What to work on
Copy each line of the data exactly. Leave nothing out.

Data records:
=== Section Start ===

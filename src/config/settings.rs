//! # Configuration Settings
//!
//! Defines the configuration structure for the gateway client.

use crate::errors::{GatewayError, Result};
use crate::secrets::SecretString;
use serde::{Deserialize, Serialize};
use std::time::Duration;
use validator::Validate;

/// Default Infisical cloud endpoint
pub const DEFAULT_BASE_URL: &str = "https://app.infisical.com";

/// Gateway client configuration
#[derive(Debug, Clone, Serialize, Deserialize, Validate)]
pub struct GatewayConfig {
    /// Base URL of the Infisical instance
    #[serde(default = "default_base_url")]
    #[validate(url(message = "Base URL must be a valid URL"))]
    pub base_url: String,

    /// Static service/API token
    #[serde(default)]
    pub token: Option<SecretString>,

    /// Universal-auth machine identity client ID
    #[serde(default)]
    pub client_id: Option<String>,

    /// Universal-auth machine identity client secret
    #[serde(default)]
    pub client_secret: Option<SecretString>,

    /// Environment slug to select by default when the caller pins none
    #[serde(default)]
    pub environment: Option<String>,

    /// Per-request timeout in seconds
    #[serde(default = "default_timeout_seconds")]
    #[validate(range(
        min = 1,
        max = 300,
        message = "Timeout must be between 1 and 300 seconds"
    ))]
    pub timeout_seconds: u64,

    /// Access tokens are renewed this many seconds before they expire
    #[serde(default = "default_safety_margin_seconds")]
    pub token_safety_margin_seconds: u64,

    /// Retry/backoff settings
    #[serde(default)]
    #[validate(nested)]
    pub retry: RetryConfig,

    /// Logging settings
    #[serde(default)]
    #[validate(nested)]
    pub logging: LoggingConfig,
}

fn default_base_url() -> String {
    DEFAULT_BASE_URL.to_string()
}

fn default_timeout_seconds() -> u64 {
    30
}

fn default_safety_margin_seconds() -> u64 {
    300
}

impl Default for GatewayConfig {
    fn default() -> Self {
        Self {
            base_url: default_base_url(),
            token: None,
            client_id: None,
            client_secret: None,
            environment: None,
            timeout_seconds: default_timeout_seconds(),
            token_safety_margin_seconds: default_safety_margin_seconds(),
            retry: RetryConfig::default(),
            logging: LoggingConfig::default(),
        }
    }
}

impl GatewayConfig {
    /// Configuration using a static token
    pub fn with_token(base_url: impl Into<String>, token: impl Into<SecretString>) -> Self {
        Self { base_url: base_url.into(), token: Some(token.into()), ..Default::default() }
    }

    /// Configuration using universal-auth client credentials
    pub fn with_client_credentials(
        base_url: impl Into<String>,
        client_id: impl Into<String>,
        client_secret: impl Into<SecretString>,
    ) -> Self {
        Self {
            base_url: base_url.into(),
            client_id: Some(client_id.into()),
            client_secret: Some(client_secret.into()),
            ..Default::default()
        }
    }

    /// Validate the entire configuration
    pub fn validate(&self) -> Result<()> {
        Validate::validate(self).map_err(GatewayError::from)?;
        Ok(())
    }

    /// Request timeout as Duration
    pub fn timeout(&self) -> Duration {
        Duration::from_secs(self.timeout_seconds)
    }

    /// Token safety margin as Duration
    pub fn token_safety_margin(&self) -> Duration {
        Duration::from_secs(self.token_safety_margin_seconds)
    }
}

/// Retry/backoff configuration for upstream requests
#[derive(Debug, Clone, Serialize, Deserialize, Validate)]
#[serde(default)]
pub struct RetryConfig {
    /// Maximum number of retries after the first attempt
    #[validate(range(max = 10, message = "Max retries must be at most 10"))]
    pub max_retries: u32,

    /// Delay before the first retry, in milliseconds
    pub initial_delay_ms: u64,

    /// Multiplier applied to the delay for every further retry
    #[validate(range(min = 1, max = 10, message = "Backoff base must be between 1 and 10"))]
    pub backoff_base: u32,
}

impl Default for RetryConfig {
    fn default() -> Self {
        Self { max_retries: 3, initial_delay_ms: 1000, backoff_base: 2 }
    }
}

/// Logging configuration
#[derive(Debug, Clone, Serialize, Deserialize, Validate)]
#[serde(default)]
pub struct LoggingConfig {
    /// Log level (trace, debug, info, warn, error)
    #[validate(length(min = 1, message = "Log level cannot be empty"))]
    pub level: String,

    /// Enable JSON structured logging
    pub json: bool,
}

impl Default for LoggingConfig {
    fn default() -> Self {
        Self { level: "info".to_string(), json: false }
    }
}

=== Section End ===

Output below
filename src/config/settings.rs
//! # Configuration Settings
//!
//! Defines the configuration structure for the gateway client.

use crate::errors::{GatewayError, Result};
use crate::secrets::SecretString;
use serde::{Deserialize, Serialize};
use std::time::Duration;
use validator::Validate;

/// Default Infisical cloud endpoint
pub const DEFAULT_BASE_URL: &str = "https://app.infisical.com";

/// Gateway client configuration
#[derive(Debug, Clone, Serialize, Deserialize, Validate)]
pub struct GatewayConfig {
    /// Base URL of the Infisical instance
    #[serde(default = "default_base_url")]
    #[validate(url(message = "Base URL must be a valid URL"))]
    pub base_url: String,

    /// Static service/API token
    #[serde(default)]
    pub token: Option<SecretString>,

    /// Universal-auth machine identity client ID
    #[serde(default)]
    pub client_id: Option<String>,

    /// Universal-auth machine identity client secret
    #[serde(default)]
    pub client_secret: Option<SecretString>,

    /// Environment slug to select by default when the caller pins none
    #[serde(default)]
    pub environment: Option<String>,

    /// Per-request timeout in seconds
    #[serde(default = "default_timeout_seconds")]
    #[validate(range(
        min = 1,
        max = 300,
        message = "Timeout must be between 1 and 300 seconds"
    ))]
    pub timeout_seconds: u64,

    /// Access tokens are renewed this many seconds before they expire
    #[serde(default = "default_safety_margin_seconds")]
    pub token_safety_margin_seconds: u64,

    /// Retry/backoff settings
    #[serde(default)]
    #[validate(nested)]
    pub retry: RetryConfig,

    /// Logging settings
    #[serde(default)]
    #[validate(nested)]
    pub logging: LoggingConfig,
}

fn default_base_url() -> String {
    DEFAULT_BASE_URL.to_string()
}

fn default_timeout_seconds() -> u64 {
    30
}

fn default_safety_margin_seconds() -> u64 {
    300
}

impl Default for GatewayConfig {
    fn default() -> Self {
        Self {
            base_url: default_base_url(),
            token: None,
            client_id: None,
            client_secret: None,
            environment: None,
            timeout_seconds: default_timeout_seconds(),
            token_safety_margin_seconds: default_safety_margin_seconds(),
            retry: RetryConfig::default(),
            logging: LoggingConfig::default(),
        }
    }
}

impl GatewayConfig {
    /// Configuration using a static token
    pub fn with_token(base_url: impl Into<String>, token: impl Into<SecretString>) -> Self {
        Self { base_url: base_url.into(), token: Some(token.into()), ..Default::default() }
    }

    /// Configuration using universal-auth client credentials
    pub fn with_client_credentials(
        base_url: impl Into<String>,
        client_id: impl Into<String>,
        client_secret: impl Into<SecretString>,
    ) -> Self {
        Self {
            base_url: base_url.into(),
            client_id: Some(client_id.into()),
            client_secret: Some(client_secret.into()),
            ..Default::default()
        }
    }

    /// Validate the entire configuration
    pub fn validate(&self) -> Result<()> {
        Validate::validate(self).map_err(GatewayError::from)?;
        Ok(())
    }

    /// Request timeout as Duration
    pub fn timeout(&self) -> Duration {
        Duration::from_secs(self.timeout_seconds)
    }

    /// Token safety margin as Duration
    pub fn token_safety_margin(&self) -> Duration {
        Duration::from_secs(self.token_safety_margin_seconds)
    }
}

/// Retry/backoff configuration for upstream requests
#[derive(Debug, Clone, Serialize, Deserialize, Validate)]
#[serde(default)]
pub struct RetryConfig {
    /// Maximum number of retries after the first attempt
    #[validate(range(max = 10, message = "Max retries must be at most 10"))]
    pub max_retries: u32,

    /// Delay before the first retry, in milliseconds
    pub initial_delay_ms: u64,

    /// Multiplier applied to the delay for every further retry
    #[validate(range(min = 1, max = 10, message = "Backoff base must be between 1 and 10"))]
    pub backoff_base: u32,
}

impl Default for RetryConfig {
    fn default() -> Self {
        Self { max_retries: 3, initial_delay_ms: 1000, backoff_base: 2 }
    }
}

/// Logging configuration
#[derive(Debug, Clone, Serialize, Deserialize, Validate)]
#[serde(default)]
pub struct LoggingConfig {
    /// Log level (trace, debug, info, warn, error)
    #[validate(length(min = 1, message = "Log level cannot be empty"))]
    pub level: String,

    /// Enable JSON structured logging
    pub json: bool,
}

impl Default for LoggingConfig {
    fn default() -> Self {
        Self { level: "info".to_string(), json: false }
    }
}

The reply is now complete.